** Required work **
What lines of the data below include the word "OpenOptions"? Report them by copying each.

** Task material **
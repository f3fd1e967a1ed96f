/******************************************************************************
   Author: Joaquín Béjar García
   Email: jb@taunais.com
   Date: 16/10/26
******************************************************************************/

//! Durable message log.
//!
//! Every raw wire message and every execution record is written to two
//! sinks: a session-scoped file partitioned by UTC day and a communal file
//! shared by all sessions of the process. Layout under the log directory:
//!
//! ```text
//! {YYYY-MM-DD}_{session}.messages.log
//! {YYYY-MM-DD}_{session}.executions.log
//! communal.messages.log
//! communal.executions.log
//! ```
//!
//! Files are opened in append mode and never truncated. Each entry is one
//! line handed to the file in a single unbuffered write, so an entry that
//! failed is never written later behind the caller's back.

use chrono::{NaiveDate, Utc};
use fixmux_core::error::LogWriteError;
use fixmux_core::execution::ExecutionRecord;
use parking_lot::Mutex;
use std::fs::{self, File, OpenOptions};
use std::io::Write;
use std::path::{Path, PathBuf};
use std::sync::Arc;
use tracing::{debug, warn};

const MESSAGES_SUFFIX: &str = "messages.log";
const EXECUTIONS_SUFFIX: &str = "executions.log";

/// One append-only file.
#[derive(Debug)]
struct LogSink<W = File> {
    path: PathBuf,
    writer: W,
}

impl LogSink {
    fn open(path: PathBuf) -> Result<Self, LogWriteError> {
        if let Some(parent) = path.parent() {
            fs::create_dir_all(parent).map_err(|e| LogWriteError::new(&path, &e))?;
        }
        let file = OpenOptions::new()
            .create(true)
            .append(true)
            .open(&path)
            .map_err(|e| LogWriteError::new(&path, &e))?;
        Ok(Self { path, writer: file })
    }
}

impl<W: Write> LogSink<W> {
    fn append_line(&mut self, line: &[u8]) -> Result<(), LogWriteError> {
        let mut entry = Vec::with_capacity(line.len() + 1);
        entry.extend_from_slice(line);
        entry.push(b'\n');
        self.writer
            .write_all(&entry)
            .and_then(|()| self.writer.flush())
            .map_err(|e| LogWriteError::new(&self.path, &e))
    }
}

/// Cross-session sinks shared by every session of the process.
///
/// Each sink sits behind its own mutex so concurrent sessions never
/// interleave partial lines.
#[derive(Debug)]
pub struct CommunalLog {
    messages: Mutex<LogSink>,
    executions: Mutex<LogSink>,
}

impl CommunalLog {
    /// Opens the communal sinks under `dir`, creating it if needed.
    ///
    /// # Errors
    /// Returns `LogWriteError` if a file cannot be opened.
    pub fn open(dir: impl AsRef<Path>) -> Result<Self, LogWriteError> {
        let dir = dir.as_ref();
        Ok(Self {
            messages: Mutex::new(LogSink::open(
                dir.join(format!("communal.{MESSAGES_SUFFIX}")),
            )?),
            executions: Mutex::new(LogSink::open(
                dir.join(format!("communal.{EXECUTIONS_SUFFIX}")),
            )?),
        })
    }

    /// Returns the path of the communal message log.
    #[must_use]
    pub fn messages_path(&self) -> PathBuf {
        self.messages.lock().path.clone()
    }

    /// Returns the path of the communal execution log.
    #[must_use]
    pub fn executions_path(&self) -> PathBuf {
        self.executions.lock().path.clone()
    }

    fn append_message(&self, line: &[u8]) -> Result<(), LogWriteError> {
        self.messages.lock().append_line(line)
    }

    fn append_execution(&self, line: &[u8]) -> Result<(), LogWriteError> {
        self.executions.lock().append_line(line)
    }
}

/// Session-scoped sinks for the current UTC day.
#[derive(Debug)]
struct DailySinks {
    day: NaiveDate,
    messages: Option<LogSink>,
    executions: Option<LogSink>,
}

/// Durable log of one session.
///
/// Owned by one session's message pipeline, so writes to the session sinks
/// happen in invocation order. The communal half is shared through an `Arc`.
#[derive(Debug)]
pub struct SessionLog {
    dir: PathBuf,
    session_key: String,
    communal: Arc<CommunalLog>,
    daily: Option<DailySinks>,
}

impl SessionLog {
    /// Creates the log for one session.
    ///
    /// Session files are opened lazily on the first write of each UTC day.
    ///
    /// # Arguments
    /// * `dir` - Directory holding the session files
    /// * `session_key` - File-name key of the session (`BEGIN-SENDER-TARGET`)
    /// * `communal` - The process-wide communal sinks
    #[must_use]
    pub fn new(
        dir: impl Into<PathBuf>,
        session_key: impl Into<String>,
        communal: Arc<CommunalLog>,
    ) -> Self {
        Self {
            dir: dir.into(),
            session_key: session_key.into(),
            communal,
            daily: None,
        }
    }

    /// Appends a raw wire message to the session and communal message logs.
    ///
    /// Both sinks are always attempted.
    ///
    /// # Errors
    /// Returns the first `LogWriteError` encountered.
    pub fn log_raw(&mut self, raw: &[u8]) -> Result<(), LogWriteError> {
        self.log_raw_on(Utc::now().date_naive(), raw)
    }

    /// Appends an execution record line to the session and communal
    /// execution logs.
    ///
    /// # Errors
    /// Returns the first `LogWriteError` encountered.
    pub fn log_execution(&mut self, record: &ExecutionRecord) -> Result<(), LogWriteError> {
        self.log_execution_on(Utc::now().date_naive(), record)
    }

    /// Returns the session message log path for `day`.
    #[must_use]
    pub fn messages_path(&self, day: NaiveDate) -> PathBuf {
        self.daily_path(day, MESSAGES_SUFFIX)
    }

    /// Returns the session execution log path for `day`.
    #[must_use]
    pub fn executions_path(&self, day: NaiveDate) -> PathBuf {
        self.daily_path(day, EXECUTIONS_SUFFIX)
    }

    fn log_raw_on(&mut self, day: NaiveDate, raw: &[u8]) -> Result<(), LogWriteError> {
        let session = self
            .session_messages(day)
            .and_then(|sink| sink.append_line(raw));
        let communal = self.communal.append_message(raw);
        first_error(session, communal)
    }

    fn log_execution_on(
        &mut self,
        day: NaiveDate,
        record: &ExecutionRecord,
    ) -> Result<(), LogWriteError> {
        let line = record.to_string();
        let session = self
            .session_executions(day)
            .and_then(|sink| sink.append_line(line.as_bytes()));
        let communal = self.communal.append_execution(line.as_bytes());
        first_error(session, communal)
    }

    fn daily_path(&self, day: NaiveDate, suffix: &str) -> PathBuf {
        self.dir.join(format!(
            "{}_{}.{}",
            day.format("%Y-%m-%d"),
            self.session_key,
            suffix
        ))
    }

    fn daily_for(&mut self, day: NaiveDate) -> &mut DailySinks {
        if self.daily.as_ref().is_some_and(|d| d.day != day) {
            debug!(session = %self.session_key, %day, "rolling session logs");
            self.daily = None;
        }
        self.daily.get_or_insert_with(|| DailySinks {
            day,
            messages: None,
            executions: None,
        })
    }

    fn session_messages(&mut self, day: NaiveDate) -> Result<&mut LogSink, LogWriteError> {
        let path = self.messages_path(day);
        let daily = self.daily_for(day);
        open_slot(&mut daily.messages, path)
    }

    fn session_executions(&mut self, day: NaiveDate) -> Result<&mut LogSink, LogWriteError> {
        let path = self.executions_path(day);
        let daily = self.daily_for(day);
        open_slot(&mut daily.executions, path)
    }
}

fn open_slot(slot: &mut Option<LogSink>, path: PathBuf) -> Result<&mut LogSink, LogWriteError> {
    let sink = match slot.take() {
        Some(sink) => sink,
        None => LogSink::open(path)?,
    };
    Ok(slot.insert(sink))
}

fn first_error(
    session: Result<(), LogWriteError>,
    communal: Result<(), LogWriteError>,
) -> Result<(), LogWriteError> {
    match (session, communal) {
        (Err(first), Err(second)) => {
            warn!(error = %second, "communal log write failed");
            Err(first)
        }
        (Err(e), Ok(())) | (Ok(()), Err(e)) => Err(e),
        (Ok(()), Ok(())) => Ok(()),
    }
}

** Solution for this problem **
use std::fs::{self, File, OpenOptions};
        let file = OpenOptions::new()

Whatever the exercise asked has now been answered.